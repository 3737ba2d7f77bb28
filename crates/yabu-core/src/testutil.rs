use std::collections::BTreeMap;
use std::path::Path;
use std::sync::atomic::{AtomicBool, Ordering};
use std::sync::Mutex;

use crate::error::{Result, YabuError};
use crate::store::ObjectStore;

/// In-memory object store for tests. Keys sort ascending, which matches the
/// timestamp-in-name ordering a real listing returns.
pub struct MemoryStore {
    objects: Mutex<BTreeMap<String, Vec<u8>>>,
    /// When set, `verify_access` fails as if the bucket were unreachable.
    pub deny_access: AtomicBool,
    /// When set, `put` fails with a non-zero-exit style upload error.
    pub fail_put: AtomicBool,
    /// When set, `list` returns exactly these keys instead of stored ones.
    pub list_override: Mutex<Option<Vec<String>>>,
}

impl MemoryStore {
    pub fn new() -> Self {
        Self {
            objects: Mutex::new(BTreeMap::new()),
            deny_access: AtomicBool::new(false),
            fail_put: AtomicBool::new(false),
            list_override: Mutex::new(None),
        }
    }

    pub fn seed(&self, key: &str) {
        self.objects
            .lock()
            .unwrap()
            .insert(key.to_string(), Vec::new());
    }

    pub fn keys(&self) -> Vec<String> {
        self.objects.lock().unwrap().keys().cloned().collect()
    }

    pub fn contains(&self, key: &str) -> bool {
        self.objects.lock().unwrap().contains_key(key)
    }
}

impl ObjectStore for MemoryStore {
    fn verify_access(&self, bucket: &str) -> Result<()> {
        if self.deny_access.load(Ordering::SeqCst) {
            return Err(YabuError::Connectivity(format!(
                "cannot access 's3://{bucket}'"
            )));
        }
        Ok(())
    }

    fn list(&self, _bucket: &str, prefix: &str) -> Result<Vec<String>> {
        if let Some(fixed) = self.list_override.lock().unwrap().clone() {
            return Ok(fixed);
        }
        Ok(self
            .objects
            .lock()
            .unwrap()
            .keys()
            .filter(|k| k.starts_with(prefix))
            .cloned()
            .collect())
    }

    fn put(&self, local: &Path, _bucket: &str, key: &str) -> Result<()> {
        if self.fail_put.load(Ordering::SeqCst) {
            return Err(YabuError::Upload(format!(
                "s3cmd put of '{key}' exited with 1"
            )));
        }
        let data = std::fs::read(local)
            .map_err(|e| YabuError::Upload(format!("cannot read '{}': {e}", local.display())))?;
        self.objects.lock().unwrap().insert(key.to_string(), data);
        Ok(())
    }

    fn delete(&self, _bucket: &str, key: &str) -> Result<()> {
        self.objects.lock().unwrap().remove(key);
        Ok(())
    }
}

----

The whole listing is to be transcribed exactly.

▶ TASK OUTPUT
repository 3737ba2d7f77bb28
filename crates/yabu-core/src/testutil.rs
use std::collections::BTreeMap;
use std::path::Path;
use std::sync::atomic::{AtomicBool, Ordering};
use std::sync::Mutex;

use crate::error::{Result, YabuError};
use crate::store::ObjectStore;

/// In-memory object store for tests. Keys sort ascending, which matches the
/// timestamp-in-name ordering a real listing returns.
pub struct MemoryStore {
    objects: Mutex<BTreeMap<String, Vec<u8>>>,
    /// When set, `verify_access` fails as if the bucket were unreachable.
    pub deny_access: AtomicBool,
    /// When set, `put` fails with a non-zero-exit style upload error.
    pub fail_put: AtomicBool,
    /// When set, `list` returns exactly these keys instead of stored ones.
    pub list_override: Mutex<Option<Vec<String>>>,
}

impl MemoryStore {
    pub fn new() -> Self {
        Self {
            objects: Mutex::new(BTreeMap::new()),
            deny_access: AtomicBool::new(false),
            fail_put: AtomicBool::new(false),
            list_override: Mutex::new(None),
        }
    }

    pub fn seed(&self, key: &str) {
        self.objects
            .lock()
            .unwrap()
            .insert(key.to_string(), Vec::new());
    }

    pub fn keys(&self) -> Vec<String> {
        self.objects.lock().unwrap().keys().cloned().collect()
    }

    pub fn contains(&self, key: &str) -> bool {
        self.objects.lock().unwrap().contains_key(key)
    }
}

impl ObjectStore for MemoryStore {
    fn verify_access(&self, bucket: &str) -> Result<()> {
        if self.deny_access.load(Ordering::SeqCst) {
            return Err(YabuError::Connectivity(format!(
                "cannot access 's3://{bucket}'"
            )));
        }
        Ok(())
    }

    fn list(&self, _bucket: &str, prefix: &str) -> Result<Vec<String>> {
        if let Some(fixed) = self.list_override.lock().unwrap().clone() {
            return Ok(fixed);
        }
        Ok(self
            .objects
            .lock()
            .unwrap()
            .keys()
            .filter(|k| k.starts_with(prefix))
            .cloned()
            .collect())
    }

    fn put(&self, local: &Path, _bucket: &str, key: &str) -> Result<()> {
        if self.fail_put.load(Ordering::SeqCst) {
            return Err(YabuError::Upload(format!(
                "s3cmd put of '{key}' exited with 1"
            )));
        }
        let data = std::fs::read(local)
            .map_err(|e| YabuError::Upload(format!("cannot read '{}': {e}", local.display())))?;
        self.objects.lock().unwrap().insert(key.to_string(), data);
        Ok(())
    }

    fn delete(&self, _bucket: &str, key: &str) -> Result<()> {
        self.objects.lock().unwrap().remove(key);
        Ok(())
    }
}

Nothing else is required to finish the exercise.